Disruptive innovations are based on the idea that every so often, a new innovation comes along that completely changes the marketplace.
Disruptive innovations are based on the idea that every so often, a new innovation comes along that completely changes the marketplace.

If Harvard Business School’s Clayton Christensen is right, half of all instruction will take place online within the next 10 years–and schools had better get into the online-learning market or risk losing their students to other providers.

Christensen was at the American Association of School Administrators conference in San Francisco Feb. 19 to discuss his book Disrupting Class, which looks at why schools have struggled to improve through the lens of “disruptive innovation.”

Disruptive innovation is the business idea that, every so often, a new innovation comes along that completely changes the marketplace, knocking the old market leaders from their perch and giving rise to new ones.

Disruptive innovations transform products or services into something so simple that anyone can use them, creating what Christensen called “asymmetric competition.”

Because they take advantage of these radical innovations, new entrants to the marketplace are essentially competing against “non-consumption”–that is, they’re getting customers who didn’t exist in that market before–while the innovation continues to improve.

Once the new innovation has matured, these companies are in a great position to compete with the established market leaders, Christensen said–and therefore they nearly always win.

To illustrate this idea, Christensen brought up the example of the personal computer in the 1980s. At the time, mainframe computer manufacturers such as IBM, Wang, and Digital Equipment Corp.–which made a smaller mainframe called the “mini-computer”–were the clear market leaders.

When Digital was thriving, people attributed its success to sound management practices–and when the company suddenly collapsed in the 1990s and was bought by Compaq Computer Corp., one of the new market leaders along with Dell, some of these same people attributed its collapse to poor management, Christensen said.

“How can smart people suddenly get so stupid?” he asked. His answer: It wasn’t management’s fault; it was disruptive innovation. “It’s actually the principles of good business management that assure each company’s ultimate demise,” he said.

The early PCs weren’t very good, Christensen explained, which is typical of the first wave of products to take advantage of any innovation. And as all good companies do, Digital listened to its customers, who were saying this very thing. As a result, Digital decided it wasn’t worth changing its business model.

In effect, the company’s managers had to choose between making good products with a high profit margin, using a well-established business model; or scrapping that model–an extremely risky move–and making flawed products with a much smaller profit margin. Of course, sound business management practices said they should choose the first option…and the rest, as they say, is history.

A few companies have broken this model and continued to thrive after a disruptive innovation has occurred, but they’ve done so only by setting up a completely independent business unit, Christensen said–in effect, giving it a charter to compete against (and kill off) the parent company.

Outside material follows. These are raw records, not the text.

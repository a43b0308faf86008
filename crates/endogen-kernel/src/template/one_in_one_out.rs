//! One in-edge, one out-edge.

use super::{InsertionTemplate, Position, TemplateKind};
use crate::types::NodeId;

/// `s -> * -> t` for every ordered pair of distinct real nodes.
#[derive(Debug, Clone, Copy, Default)]
pub struct OneInOneOut;

impl InsertionTemplate for OneInOneOut {
    fn kind(&self) -> TemplateKind {
        TemplateKind::OneInOneOut
    }

    fn enumerate_global(&self, real: &[NodeId]) -> Vec<Position> {
        let mut out = Vec::with_capacity(real.len() * real.len().saturating_sub(1));
        for &source in real {
            for &target in real {
                if source != target {
                    out.push(Position::new([source], [target]));
                }
            }
        }
        out
    }

    fn enumerate_local(&self, pivot: NodeId, alters: &[NodeId]) -> Vec<Position> {
        let mut out = Vec::with_capacity(2 * alters.len());
        for &alter in alters {
            // downstream
            out.push(Position::new([pivot], [alter]));
            // upstream
            out.push(Position::new([alter], [pivot]));
        }
        out
    }
}
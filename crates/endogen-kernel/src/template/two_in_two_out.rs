//! Two in-edges, two out-edges.

use super::{pairs, triples, without, InsertionTemplate, Position, TemplateKind};
use crate::types::NodeId;

/// Local mode yields six positions per alter triple: the pivot sits on the
/// source side (downstream) or the target side (upstream), paired with each
/// of the three alters in turn. The six wirings are pairwise distinct.
#[derive(Debug, Clone, Copy, Default)]
pub struct TwoInTwoOut;

impl InsertionTemplate for TwoInTwoOut {
    fn kind(&self) -> TemplateKind {
        TemplateKind::TwoInTwoOut
    }

    fn enumerate_global(&self, real: &[NodeId]) -> Vec<Position> {
        let mut out = Vec::new();
        for (s1, s2) in pairs(real) {
            let rest = without(real, &[s1, s2]);
            for (t1, t2) in pairs(&rest) {
                out.push(Position::new([s1, s2], [t1, t2]));
            }
        }
        out
    }

    fn enumerate_local(&self, pivot: NodeId, alters: &[NodeId]) -> Vec<Position> {
        let mut out = Vec::new();
        for (a1, a2, a3) in triples(alters) {
            let splits = [(a1, a2, a3), (a2, a1, a3), (a3, a1, a2)];
            for (partner, x, y) in splits {
                out.push(Position::new([pivot, partner], [x, y]));
            }
            for (partner, x, y) in splits {
                out.push(Position::new([x, y], [partner, pivot]));
            }
        }
        out
    }
}
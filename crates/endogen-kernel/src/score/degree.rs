use super::{ScoreFunction, ScoreKind, ScoreMap};
use crate::error::ScoringError;
use crate::network::Network;

/// Degree centrality: `(in + out) / (n - 1)`.
#[derive(Debug, Clone, Copy, Default)]
pub struct DegreeCentrality;

impl ScoreFunction for DegreeCentrality {
    fn kind(&self) -> ScoreKind {
        ScoreKind::Degree
    }

    fn score(&self, graph: &Network) -> Result<ScoreMap, ScoringError> {
        let nodes = graph.nodes();
        if nodes.len() <= 1 {
            return Ok(nodes.into_iter().map(|node| (node, 1.0)).collect());
        }

        let denom = (nodes.len() - 1) as f64;
        Ok(nodes
            .into_iter()
            .map(|node| {
                let degree = graph.in_degree(node) + graph.out_degree(node);
                (node, degree as f64 / denom)
            })
            .collect())
    }
}

#[cfg(test)]
mod tests {
    use super::*;
    use crate::network::SeedTopology;
    use crate::types::NodeId;

    #[test]
    fn hub_of_star_has_full_degree() {
        let g = SeedTopology::OutStar.build(5).unwrap();
        let scores = DegreeCentrality.score(&g).unwrap();
        assert!((scores[&NodeId(0)] - 1.0).abs() < f64::EPSILON);
        assert!((scores[&NodeId(4)] - 0.25).abs() < f64::EPSILON);
    }

    #[test]
    fn single_node_scores_one() {
        let g = SeedTopology::Cycle.build(1).unwrap();
        let scores = DegreeCentrality.score(&g).unwrap();
        assert_eq!(scores.get(&NodeId(0)), Some(&1.0));
    }
}
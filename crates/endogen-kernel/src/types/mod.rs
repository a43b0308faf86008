use serde::{Deserialize, Serialize};
use std::fmt;
use uuid::Uuid;

/// Node identifier.
///
/// Identifiers are handed out by an incrementing counter, so the value of a
/// node id is also the order in which the node was created. They are never
/// reused.
#[derive(Debug, Clone, Copy, PartialEq, Eq, PartialOrd, Ord, Hash, Serialize, Deserialize)]
#[serde(transparent)]
pub struct NodeId(pub usize);

impl NodeId {
    /// Creation index of this node.
    pub fn index(self) -> usize {
        self.0
    }
}

impl fmt::Display for NodeId {
    fn fmt(&self, f: &mut fmt::Formatter<'_>) -> fmt::Result {
        write!(f, "{}", self.0)
    }
}

impl From<usize> for NodeId {
    fn from(value: usize) -> Self {
        Self(value)
    }
}

/// Identifies one growth run for provenance.
#[derive(Debug, Clone, Copy, PartialEq, Eq, Hash, Serialize, Deserialize)]
pub struct RunId(pub Uuid);

impl RunId {
    pub fn new() -> Self {
        Self(Uuid::new_v4())
    }
}

impl Default for RunId {
    fn default() -> Self {
        Self::new()
    }
}

impl fmt::Display for RunId {
    fn fmt(&self, f: &mut fmt::Formatter<'_>) -> fmt::Result {
        write!(f, "{}", self.0)
    }
}

/// Lifecycle of a growth engine.
#[derive(Debug, Clone, Copy, PartialEq, Eq, Serialize, Deserialize)]
pub enum EngineState {
    Uninitialized,
    Ready,
    Growing,
    Done,
}

/// Whether candidate scores come from one computation per candidate or one
/// computation over the whole exploration overlay.
#[derive(Debug, Clone, Copy, PartialEq, Eq, Default, Serialize, Deserialize)]
#[serde(rename_all = "snake_case")]
pub enum Evaluation {
    #[default]
    Local,
    Global,
}
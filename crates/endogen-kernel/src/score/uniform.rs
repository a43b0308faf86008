use super::{uniform_scores, ScoreFunction, ScoreKind, ScoreMap};
use crate::error::ScoringError;
use crate::network::Network;

/// Every node scores `1 / n`.
#[derive(Debug, Clone, Copy, Default)]
pub struct Uniform;

impl ScoreFunction for Uniform {
    fn kind(&self) -> ScoreKind {
        ScoreKind::Uniform
    }

    fn score(&self, graph: &Network) -> Result<ScoreMap, ScoringError> {
        Ok(uniform_scores(graph))
    }
}
//! Union of two-in/one-out and one-in/two-out.

use super::{pairs, without, InsertionTemplate, Position, TemplateKind};
use crate::types::NodeId;

/// Every candidate has three edges, split 2+1 or 1+2.
#[derive(Debug, Clone, Copy, Default)]
pub struct InOutThree;

impl InsertionTemplate for InOutThree {
    fn kind(&self) -> TemplateKind {
        TemplateKind::InOutThree
    }

    fn enumerate_global(&self, real: &[NodeId]) -> Vec<Position> {
        let mut out = Vec::new();
        for &hub in real {
            let others = without(real, &[hub]);
            for (a, b) in pairs(&others) {
                out.push(Position::new([a, b], [hub]));
                out.push(Position::new([hub], [a, b]));
            }
        }
        out
    }

    fn enumerate_local(&self, pivot: NodeId, alters: &[NodeId]) -> Vec<Position> {
        let mut out = Vec::new();
        for (a1, a2) in pairs(alters) {
            // downstream
            out.push(Position::new([pivot, a1], [a2]));
            out.push(Position::new([pivot], [a1, a2]));
            // upstream
            out.push(Position::new([a1, a2], [pivot]));
            out.push(Position::new([a1], [pivot, a2]));
        }
        out
    }
}

#[cfg(test)]
mod tests {
    use super::*;
    use crate::template::{ids, OneInTwoOut, TwoInOneOut};
    use std::collections::HashSet;

    #[test]
    fn local_is_union_of_both_templates() {
        let alters = ids(0..5);
        let pivot = NodeId(5);
        let union: HashSet<Position> = OneInTwoOut
            .enumerate_local(pivot, &alters)
            .into_iter()
            .chain(TwoInOneOut.enumerate_local(pivot, &alters))
            .collect();
        let mine: HashSet<Position> = InOutThree.enumerate_local(pivot, &alters).into_iter().collect();

        assert_eq!(mine.len(), 4 * 10);
        assert_eq!(mine, union);
    }

    #[test]
    fn global_count() {
        assert_eq!(InOutThree.enumerate_global(&ids(0..4)).len(), 2 * 4 * 3);
    }
}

As the only mainframe company to survive into the PC era, IBM made the transition by creating a separate business unit for making and selling PCs, he explained.

Taking this idea one step further, Christensen noted: “A corporation can evolve, but the individual business units within it cannot.” That raises an important question for those who seek to reform education: According to this theory, a school system, too, can evolve–but can the individual schools within it?

Expensive failure always results when disruptive innovation is framed in technical rather than business-model terms, Christensen said.

For example, take the transistor, which ultimately replaced the vacuum tube in radios and TV sets.

In trying to make early transistors good enough to work with these older models, Christensen said, the market leaders in vacuum-tube radios (such as RCA) spent the modern equivalent of billions of dollars in research and development. In the meantime, Sony came along and transformed the marketplace with its invention of the pocket radio.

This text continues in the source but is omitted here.